RealPage Acquires Cherre in Major Proptech Deal – Commercial Observer
Multifamily software and data analytics giant RealPage announced Tuesday that it has acquired institutional portfolio intelligence firm Cherre.
Richardson, Texas-based RealPage acquired Cherre in a cash and money deal, said Dirk Wakeham, president and CEO of RealPage. Wakeham declined to provide specific figures on the acquisition.
Manhattan-based Cherre will retain its brand as part of RealPage, said L.D. Salmanson, co-founder and now the former CEO of Cherre. Salmanson will remain with Cherre as the company’s senior vice president, he said.
“We are not going away — in fact, the very opposite,” Salmanson said of Cherre, a data platform that connects decision-makers to property investment, management and market information. “We will continue to grow the RealPage ecosystem and continue to grow with our clients. I’m very excited about that. My role essentially is the same, which is to help insurance companies in the world have access to governed trusted data to be able to power their agentic future. And now we have an extra continued mission together, which is to bring that across the entire capital stack, the entire ecosystem, and leverage the existing RealPage product line, which is very broad.”
Founded in 2016, Cherre’s platform involves unifying and analyzing more than 4 billion entities and $4 trillion in real assets globally to create a vetted and compliant environment for institutional owners and investors.

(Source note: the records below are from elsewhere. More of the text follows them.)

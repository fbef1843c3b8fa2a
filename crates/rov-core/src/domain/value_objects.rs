//! Domain value objects: ProjectName, CommandSpec.
//!
//! Pure value types with equality-by-value and no identity. Parsing is the
//! only place validation happens; once a `ProjectName` exists it is valid.

use crate::domain::error::DomainError;
use std::fmt;
use std::str::FromStr;

// ── ProjectName ───────────────────────────────────────────────────────────────

/// The name of the project being scaffolded.
///
/// Used verbatim as the destination directory and manifest name, and in its
/// [`identifier`](Self::identifier) form inside Rust sources.
#[derive(Debug, Clone, PartialEq, Eq, Hash)]
pub struct ProjectName(String);

impl ProjectName {
    /// Parse a user-supplied name.
    ///
    /// Surrounding whitespace is trimmed. The result must be non-empty and
    /// must stay inside the working directory when joined onto it.
    pub fn parse(raw: impl AsRef<str>) -> Result<Self, DomainError> {
        let name = raw.as_ref().trim();

        if name.is_empty() {
            return Err(DomainError::MissingName);
        }
        if name == "." || name == ".." {
            return Err(DomainError::InvalidName {
                name: name.into(),
                reason: "name cannot refer to the current or parent directory".into(),
            });
        }
        if name.contains('/') || name.contains('\\') {
            return Err(DomainError::InvalidName {
                name: name.into(),
                reason: "name cannot contain path separators".into(),
            });
        }

        Ok(Self(name.to_owned()))
    }

    pub fn as_str(&self) -> &str {
        &self.0
    }

    /// The name as a Rust identifier: every `-` becomes `_`.
    pub fn identifier(&self) -> String {
        self.0.replace('-', "_")
    }
}

impl fmt::Display for ProjectName {
    fn fmt(&self, f: &mut fmt::Formatter<'_>) -> fmt::Result {
        f.write_str(&self.0)
    }
}

impl FromStr for ProjectName {
    type Err = DomainError;

    fn from_str(s: &str) -> Result<Self, Self::Err> {
        Self::parse(s)
    }
}

impl AsRef<str> for ProjectName {
    fn as_ref(&self) -> &str {
        &self.0
    }
}

// ── CommandSpec ───────────────────────────────────────────────────────────────

/// An external program invocation: program name plus arguments.
#[derive(Debug, Clone, PartialEq, Eq)]
pub struct CommandSpec {
    pub program: String,
    pub args: Vec<String>,
}

impl CommandSpec {
    pub fn new<I, S>(program: impl Into<String>, args: I) -> Self
    where
        I: IntoIterator<Item = S>,
        S: Into<String>,
    {
        Self {
            program: program.into(),
            args: args.into_iter().map(Into::into).collect(),
        }
    }
}

impl fmt::Display for CommandSpec {
    fn fmt(&self, f: &mut fmt::Formatter<'_>) -> fmt::Result {
        f.write_str(&self.program)?;
        for arg in &self.args {
            write!(f, " {arg}")?;
        }
        Ok(())
    }
}
//! Command handlers.

pub mod create;
//! Filesystem adapters.

mod local;
mod memory;

pub use local::LocalFilesystem;
pub use memory::MemoryFilesystem;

In acquiring Cherre, RealPage customers will gain access to a layer of intelligence built specifically to bridge property-level data with portfolio- and fund-level context, according to the announcement.
“This was more about the value that this brings to our data,” said Wakeham. “We’ve got 25 petabytes [a million gigabytes] of data, and the opportunity for the 1 plus 1 equals 3 here is pointing the Cherre technology, their unified data models and data, against our 25 petabytes of data that’s largely unorganized and somewhat unusable.”
In becoming part of RealPage’s platform, Cherre customers will gain the scale, resources and global delivery capacity of one of the industry’s largest technology providers, including expanded engineering and deployment capabilities, the announcement added. That in turn will mean a faster, clearer path from data to AI.
“You organize data in a certain way, and very rapidly over the last year or even the last six months, we have had to rethink a lot of that in the world of AI,” said Salmanson. “The same things that we would have done in the past don’t necessarily meet the same need in the future, and that’s part of the story happening here.
“Of course, RealPage has been incredibly successful over the years in doing that exact thing, and now that the world’s changing, obviously the needs change. And we’ve always been very focused on that specific problem. So we identified that very early on as something that we thought would be a game-changer in the future. I’d say in many ways the acquisition is just perfect timing. The world has come to where it is today, and we need a lot more data and a lot more support to be able to grow at the scale that we would like and the ambitions that we have. And RealPage is an incredibly ambitious organization.”
The immediate future for RealPage in acquiring Cherre is to provide a better data foundation for clients’ agentic solutions, said Wakeham.
“Everybody’s announcing their AI agentic solution,” he explained. “When we talk to customers, it’s not the models that are the problem. It’s sometimes the change management, but it’s mostly that they don’t have accurate, reliable data that they can base these decisions on. So they point their decision support tool at a subpar and unreliably reconciled set of data. They can’t use it to make decisions. I think the immediate thing that we’re going to see is our customers are going to have a uniform source of truth that they can use to power their agentic solutions. We have these products as well, and we think having this capability is going to advance that very quickly.
“The other thing we’re seeing is that we’re able to connect what has been largely focused on a single property asset performance. The way our products primarily work is ‘how did this property do?’ Now we are able to uplevel that, not only to the aggregate portfolio level but to the capital allocator level. That will allow clients to have global visibility into all their operators, which is a very unique feature set.”